同一労働同一賃金に関連した5つの判決が10月に相次いで出ました。中小企業にとって、どのような対応が必要か考察します。
1.判決内容
2.諸手当・休暇
短時間・有期雇用労働者とすべての通常の労働者との間で、個々の待遇の趣旨に基づき、次のような不合理な待遇差を設けてはいけません。
(1)均衡待遇:職務の内容(業務内容と責任の程度)、職務内容・配置の変更範囲、その他の事情を考慮して不合理な待遇差を禁止
(2)均等待遇:職務内容、職務内容・配置の変更範囲が同じならば差別的取り扱いを禁止
均衡待遇を要する場合、当事者が交渉で格差を決定しますが、長期的に働く見込みがあり、職務内容や配置の変更の範囲の具体的な差異をもって格差の程度を説明できるようにしなければなりません。
3.賞与・退職金
契約社員が契約更新により長期雇用が想定され、正社員と職務内容が異ならなければ不合理性ありと判断されることもあるとしつつ、大阪医科薬科大学事件、メトロコマース事件では、契約社員に対する賞与や退職金不支給をやむなしとしました。

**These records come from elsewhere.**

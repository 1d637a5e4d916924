//! The rules engine: game state, move application and game-over detection.
//!
//! `GameState` owns the current position, the cached legal moves and the
//! bookkeeping for the draw rules. Every accepted move runs the end-of-game
//! checks in a fixed order:
//!
//! 1. Material (capturing moves only, after the placement phase): a side
//!    left with fewer than three pieces loses.
//! 2. Blockade: a side with no legal move loses.
//! 3. Fifty-move rule (quiet moves only): too many plies without
//!    advancement draw the game.
//! 4. Repetition (quiet moves only): the same position occurring often
//!    enough draws the game.
//!
//! Placements and captures are advancements; they reset the quiet-ply
//! counter and the repetition history. Only non-capturing slides are quiet.

use im::Vector;
use log::{debug, info, warn};

use super::outcome::GameOver;
use crate::core::{Move, Player, Position, RulesConfig, Variant};
use crate::error::{Result, RulesError};
use crate::movegen;

/// Complete state of one game in progress.
///
/// Cloning is cheap: the repetition history and move log are persistent
/// vectors.
///
/// ## Example
///
/// ```
/// use muhle_rules::core::{Move, Player, Point, Variant};
/// use muhle_rules::rules::{GameOver, GameState};
///
/// let mut game = GameState::new(Variant::Nine);
/// game.apply_move(Move::place(Point::new(0))).unwrap();
///
/// assert_eq!(game.position().player, Player::Black);
/// assert_eq!(game.position().plies, 1);
/// assert_eq!(game.game_over(), GameOver::None);
/// ```
#[derive(Clone, Debug)]
pub struct GameState {
    config: RulesConfig,
    position: Position,
    setup_position: Position,
    plies_without_advancement: u32,
    history: Vector<Position>,
    moves: Vector<Move>,
    legal_moves: Vec<Move>,
    game_over: GameOver,
}

impl GameState {
    /// A new game from the standard starting position.
    #[must_use]
    pub fn new(variant: Variant) -> Self {
        Self::fresh(RulesConfig::new(variant), Position::start())
    }

    /// A new game with explicit rules and an optional starting position.
    ///
    /// Fails if the draw thresholds are out of range, or if a side's pieces
    /// on the board plus those it still has to place exceed the variant's count.
    pub fn with_config(config: RulesConfig, start: Option<Position>) -> Result<Self> {
        config
            .validate()
            .map_err(|reason| RulesError::InvalidConfig { reason })?;
        let start = start.unwrap_or_else(Position::start);
        validate_start(&config, &start)?;
        Ok(Self::fresh(config, start))
    }

    /// Rebuild a game by replaying `moves` from `start`.
    pub fn replay(
        config: RulesConfig,
        start: Option<Position>,
        moves: impl IntoIterator<Item = Move>,
    ) -> Result<Self> {
        let mut state = Self::with_config(config, start)?;
        for mv in moves {
            state.apply_move(mv)?;
        }
        Ok(state)
    }

    fn fresh(config: RulesConfig, start: Position) -> Self {
        info!("new game: {}, starting at ply {}", config.variant, start.plies);

        let legal_moves = movegen::generate_for(&start, config.variant);
        Self {
            config,
            position: start,
            setup_position: start,
            plies_without_advancement: 0,
            history: Vector::new(),
            moves: Vector::new(),
            legal_moves,
            game_over: GameOver::None,
        }
    }

    /// Replace the whole game state, keeping the draw thresholds.
    pub fn reset(&mut self, variant: Variant, start: Option<Position>) -> Result<()> {
        let config = RulesConfig { variant, ..self.config };
        self.reset_with_config(config, start)
    }

    /// Replace the whole game state with new rules.
    pub fn reset_with_config(&mut self, config: RulesConfig, start: Option<Position>) -> Result<()> {
        *self = Self::with_config(config, start)?;
        Ok(())
    }

    // === Accessors ===

    #[must_use]
    pub fn config(&self) -> &RulesConfig {
        &self.config
    }

    #[must_use]
    pub fn variant(&self) -> Variant {
        self.config.variant
    }

    /// Current position.
    #[must_use]
    pub fn position(&self) -> &Position {
        &self.position
    }

    /// Position the game started from.
    #[must_use]
    pub fn setup_position(&self) -> &Position {
        &self.setup_position
    }

    /// Player to move.
    #[must_use]
    pub fn player(&self) -> Player {
        self.position.player
    }

    /// Legal moves for the player to move, in generation order.
    #[must_use]
    pub fn legal_moves(&self) -> &[Move] {
        &self.legal_moves
    }

    #[must_use]
    pub fn is_legal(&self, mv: &Move) -> bool {
        self.legal_moves.contains(mv)
    }

    #[must_use]
    pub fn game_over(&self) -> GameOver {
        self.game_over
    }

    /// Consecutive quiet plies since the last advancement.
    #[must_use]
    pub fn plies_without_advancement(&self) -> u32 {
        self.plies_without_advancement
    }

    /// Positions since the last advancement, oldest first, current last.
    #[must_use]
    pub fn history(&self) -> &Vector<Position> {
        &self.history
    }

    /// Moves played since the setup position.
    #[must_use]
    pub fn moves(&self) -> &Vector<Move> {
        &self.moves
    }

    // === Transitions ===

    /// Apply a legal move and run the end-of-game checks.
    ///
    /// The move must appear in `legal_moves()`; anything else is rejected
    /// without touching the state.
    pub fn apply_move(&mut self, mv: Move) -> Result<Move> {
        if self.game_over.is_over() {
            warn!("rejected {mv}: game already over ({})", self.game_over);
            return Err(RulesError::GameAlreadyOver {
                outcome: self.game_over,
            });
        }

        if !self.is_legal(&mv) {
            warn!("rejected {mv}: not legal for {} at ply {}", self.player(), self.position.plies);
            return Err(RulesError::IllegalMove {
                mv,
                reason: format!("not in the legal move list of {}", self.player()),
            });
        }

        let mover = self.position.player;
        mv.apply(&mut self.position.board, mover);
        self.position.player = mover.opponent();
        self.position.plies += 1;
        self.legal_moves = movegen::generate_for(&self.position, self.config.variant);
        self.moves.push_back(mv);

        debug!("ply {}: {mover} played {mv}", self.position.plies);

        let quiet = !mv.is_capture() && !mv.is_placement();

        if mv.is_capture() {
            self.check_material();
        }
        self.check_blockade();

        if quiet {
            self.plies_without_advancement += 1;
            self.check_fifty_move_rule();
        } else {
            self.plies_without_advancement = 0;
            self.history.clear();
        }
        self.history.push_back(self.position);

        if quiet {
            self.check_repetition();
        }

        Ok(mv)
    }

    /// A side ran out of time: the other side wins.
    ///
    /// Ignored if the game is already decided.
    pub fn timeout(&mut self, player: Player) -> GameOver {
        if self.game_over.is_over() {
            warn!("ignoring timeout of {player}: game already over ({})", self.game_over);
        } else {
            self.decide(GameOver::win_for(player.opponent()), "timeout");
        }
        self.game_over
    }

    // === End-of-game checks ===

    fn check_material(&mut self) {
        let player = self.position.player;
        let past_placement = !self.position.is_placement(self.config.placement_plies());

        if past_placement && self.position.board.count(player) < 3 {
            self.decide(GameOver::win_for(player.opponent()), "material");
        }
    }

    fn check_blockade(&mut self) {
        if self.legal_moves.is_empty() {
            self.decide(GameOver::win_for(self.position.player.opponent()), "blockade");
        }
    }

    fn check_fifty_move_rule(&mut self) {
        if self.plies_without_advancement >= self.config.fifty_move_plies {
            self.decide(GameOver::Draw, "fifty-move rule");
        }
    }

    fn check_repetition(&mut self) {
        let placement_plies = self.config.placement_plies();
        let occurrences = self
            .history
            .iter()
            .filter(|earlier| earlier.repeats(&self.position, placement_plies))
            .count();

        if occurrences >= self.config.repetition_count as usize {
            self.decide(GameOver::Draw, "repetition");
        }
    }

    /// Record the result unless one is already set.
    fn decide(&mut self, outcome: GameOver, rule: &str) {
        if self.game_over.is_over() {
            return;
        }
        info!("game over at ply {}: {outcome} by {rule}", self.position.plies);
        self.game_over = outcome;
    }
}

/// Every side's pieces on the board plus those it still places must fit the
/// variant's allowance.
fn validate_start(config: &RulesConfig, start: &Position) -> Result<()> {
    for player in Player::ALL {
        let on_board = start.board.count(player);
        let to_place = start.placements_left(player, config.placement_plies());
        if on_board + to_place > config.pieces_per_side() {
            return Err(RulesError::InvalidStartingPosition {
                reason: format!(
                    "{player} has {on_board} pieces and {to_place} to place, {} allows {}",
                    config.variant,
                    config.pieces_per_side()
                ),
            });
        }
    }
    Ok(())
}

賞与や退職金は使用者の裁量判断を尊重する余地は比較的大きいとしながらも、いずれの事件も各待遇の性質や目的と契約社員の状況をもって判断しました。賞与や退職金の目的には正社員を長期的に確保・活用することが含まれ、(1)経験や能力で正社員の基本給が上がる、(2)人事異動を通した正社員の人材育成、(3)実績のある正社員登用制度を行い、正社員を育成していたことが不支給容認のポイントとなったことは、これからの対応を考えるにあたり有用な点になると考えます。